▶ Task objective
Each record below is to be reproduced without any change.

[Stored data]

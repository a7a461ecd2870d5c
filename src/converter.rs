//! Shard converter (spec.md §4.D): turns one sealed staging file into one
//! TSM file with the same ordinal, column by column.

use crate::block::ColumnBuilder;
use crate::error::{EngineError, Result};
use crate::row::Row;
use crate::schema::Schema;
use crate::shard::{decode_ts, DATA_BLOCK_ITEM_NUMS, FILE_WIDTH};
use crate::staging;
use crate::tsm::writer::{build_tsm_bytes, write_tsm_file};
use std::fs;
use std::path::{Path, PathBuf};

pub struct ConversionOutcome {
    pub tsm_path: PathBuf,
    /// The staging file this TSM file was converted from. The caller must
    /// not remove it until the TSM file's index has been published — see
    /// spec.md §5's write-visibility guarantee.
    pub staging_path: PathBuf,
    /// The row with the greatest timestamp observed in this staging file,
    /// for the caller to fold into the shard's latest-row slot.
    pub latest_row: Option<Row>,
}

fn load_rows(staging_path: &Path, schema: &Schema, vin_num: u16) -> Result<Vec<Row>> {
    let bytes = fs::read(staging_path)?;
    let mut cursor = bytes.as_slice();
    let path_str = staging_path.display().to_string();
    staging::read_header(&mut cursor, &path_str)?;

    let mut rows = Vec::new();
    while let Some(row) = staging::read_row(&mut cursor, schema, vin_num)? {
        rows.push(row);
    }
    Ok(rows)
}

/// Converts staging file `ordinal` of `shard` into a TSM file of the same
/// ordinal, under `data_dir`. Does not remove the staging file: the caller
/// must do that only after publishing the TSM file to the index, so a
/// concurrent query never sees neither source of truth at once.
pub fn convert(
    data_dir: &Path,
    shard: u16,
    ordinal: u32,
    schema: &Schema,
) -> Result<ConversionOutcome> {
    let staging_path = data_dir.join("no-compaction").join(shard.to_string()).join(ordinal.to_string());
    let rows = load_rows(&staging_path, schema, shard)?;

    let file_base_idx = (ordinal as u32) * (FILE_WIDTH as u32);
    let mut builders: Vec<ColumnBuilder> = schema
        .columns()
        .iter()
        .map(|(_, ty)| ColumnBuilder::new(*ty))
        .collect();

    let mut latest_row: Option<Row> = None;

    for row in &rows {
        let ts_idx = decode_ts(row.timestamp).ok_or_else(|| {
            EngineError::Internal(format!(
                "staging row at shard {shard} ordinal {ordinal} has out-of-window timestamp {}",
                row.timestamp
            ))
        })? as u32;

        if ts_idx < file_base_idx || ts_idx >= file_base_idx + FILE_WIDTH as u32 {
            return Err(EngineError::Internal(format!(
                "staging row ts_idx {ts_idx} falls outside file {ordinal}'s range"
            )));
        }
        let file_local_idx = ts_idx - file_base_idx;
        let block_index = (file_local_idx / DATA_BLOCK_ITEM_NUMS as u32) as usize;
        let offset_in_block = (file_local_idx % DATA_BLOCK_ITEM_NUMS as u32) as u16;

        for (builder, (name, _)) in builders.iter_mut().zip(schema.columns().iter()) {
            let value = row
                .get(name)
                .ok_or_else(|| EngineError::Internal(format!("row missing column {name}")))?;
            builder.insert(block_index, offset_in_block, value);
        }

        if latest_row.as_ref().map_or(true, |r| row.timestamp > r.timestamp) {
            latest_row = Some(row.clone());
        }
    }

    let encoded_columns: Result<Vec<_>> = builders.into_iter().map(ColumnBuilder::finish).collect();
    let encoded_columns = encoded_columns?;
    let bytes = build_tsm_bytes(schema, encoded_columns)?;

    let tsm_dir = data_dir.join("compaction").join(shard.to_string());
    fs::create_dir_all(&tsm_dir)?;
    let tsm_path = tsm_dir.join(ordinal.to_string());
    write_tsm_file(&tsm_path, &bytes)?;

    // The staging file is removed by the caller, only after the TSM file's
    // index has been published to the in-memory index manager — otherwise a
    // concurrent query could observe neither the staging rows nor the TSM
    // file for the window this conversion just covered (spec.md §5).
    Ok(ConversionOutcome {
        tsm_path,
        staging_path,
        latest_row,
    })
}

▶ Reply to the task
repository a7a461ecd2870d5c
filename src/converter.rs
//! Shard converter (spec.md §4.D): turns one sealed staging file into one
//! TSM file with the same ordinal, column by column.

use crate::block::ColumnBuilder;
use crate::error::{EngineError, Result};
use crate::row::Row;
use crate::schema::Schema;
use crate::shard::{decode_ts, DATA_BLOCK_ITEM_NUMS, FILE_WIDTH};
use crate::staging;
use crate::tsm::writer::{build_tsm_bytes, write_tsm_file};
use std::fs;
use std::path::{Path, PathBuf};

pub struct ConversionOutcome {
    pub tsm_path: PathBuf,
    /// The staging file this TSM file was converted from. The caller must
    /// not remove it until the TSM file's index has been published — see
    /// spec.md §5's write-visibility guarantee.
    pub staging_path: PathBuf,
    /// The row with the greatest timestamp observed in this staging file,
    /// for the caller to fold into the shard's latest-row slot.
    pub latest_row: Option<Row>,
}

fn load_rows(staging_path: &Path, schema: &Schema, vin_num: u16) -> Result<Vec<Row>> {
    let bytes = fs::read(staging_path)?;
    let mut cursor = bytes.as_slice();
    let path_str = staging_path.display().to_string();
    staging::read_header(&mut cursor, &path_str)?;

    let mut rows = Vec::new();
    while let Some(row) = staging::read_row(&mut cursor, schema, vin_num)? {
        rows.push(row);
    }
    Ok(rows)
}

/// Converts staging file `ordinal` of `shard` into a TSM file of the same
/// ordinal, under `data_dir`. Does not remove the staging file: the caller
/// must do that only after publishing the TSM file to the index, so a
/// concurrent query never sees neither source of truth at once.
pub fn convert(
    data_dir: &Path,
    shard: u16,
    ordinal: u32,
    schema: &Schema,
) -> Result<ConversionOutcome> {
    let staging_path = data_dir.join("no-compaction").join(shard.to_string()).join(ordinal.to_string());
    let rows = load_rows(&staging_path, schema, shard)?;

    let file_base_idx = (ordinal as u32) * (FILE_WIDTH as u32);
    let mut builders: Vec<ColumnBuilder> = schema
        .columns()
        .iter()
        .map(|(_, ty)| ColumnBuilder::new(*ty))
        .collect();

    let mut latest_row: Option<Row> = None;

    for row in &rows {
        let ts_idx = decode_ts(row.timestamp).ok_or_else(|| {
            EngineError::Internal(format!(
                "staging row at shard {shard} ordinal {ordinal} has out-of-window timestamp {}",
                row.timestamp
            ))
        })? as u32;

        if ts_idx < file_base_idx || ts_idx >= file_base_idx + FILE_WIDTH as u32 {
            return Err(EngineError::Internal(format!(
                "staging row ts_idx {ts_idx} falls outside file {ordinal}'s range"
            )));
        }
        let file_local_idx = ts_idx - file_base_idx;
        let block_index = (file_local_idx / DATA_BLOCK_ITEM_NUMS as u32) as usize;
        let offset_in_block = (file_local_idx % DATA_BLOCK_ITEM_NUMS as u32) as u16;

        for (builder, (name, _)) in builders.iter_mut().zip(schema.columns().iter()) {
            let value = row
                .get(name)
                .ok_or_else(|| EngineError::Internal(format!("row missing column {name}")))?;
            builder.insert(block_index, offset_in_block, value);
        }

        if latest_row.as_ref().map_or(true, |r| row.timestamp > r.timestamp) {
            latest_row = Some(row.clone());
        }
    }

    let encoded_columns: Result<Vec<_>> = builders.into_iter().map(ColumnBuilder::finish).collect();
    let encoded_columns = encoded_columns?;
    let bytes = build_tsm_bytes(schema, encoded_columns)?;

    let tsm_dir = data_dir.join("compaction").join(shard.to_string());
    fs::create_dir_all(&tsm_dir)?;
    let tsm_path = tsm_dir.join(ordinal.to_string());
    write_tsm_file(&tsm_path, &bytes)?;

    // The staging file is removed by the caller, only after the TSM file's
    // index has been published to the in-memory index manager — otherwise a
    // concurrent query could observe neither the staging rows nor the TSM
    // file for the window this conversion just covered (spec.md §5).
    Ok(ConversionOutcome {
        tsm_path,
        staging_path,
        latest_row,
    })
}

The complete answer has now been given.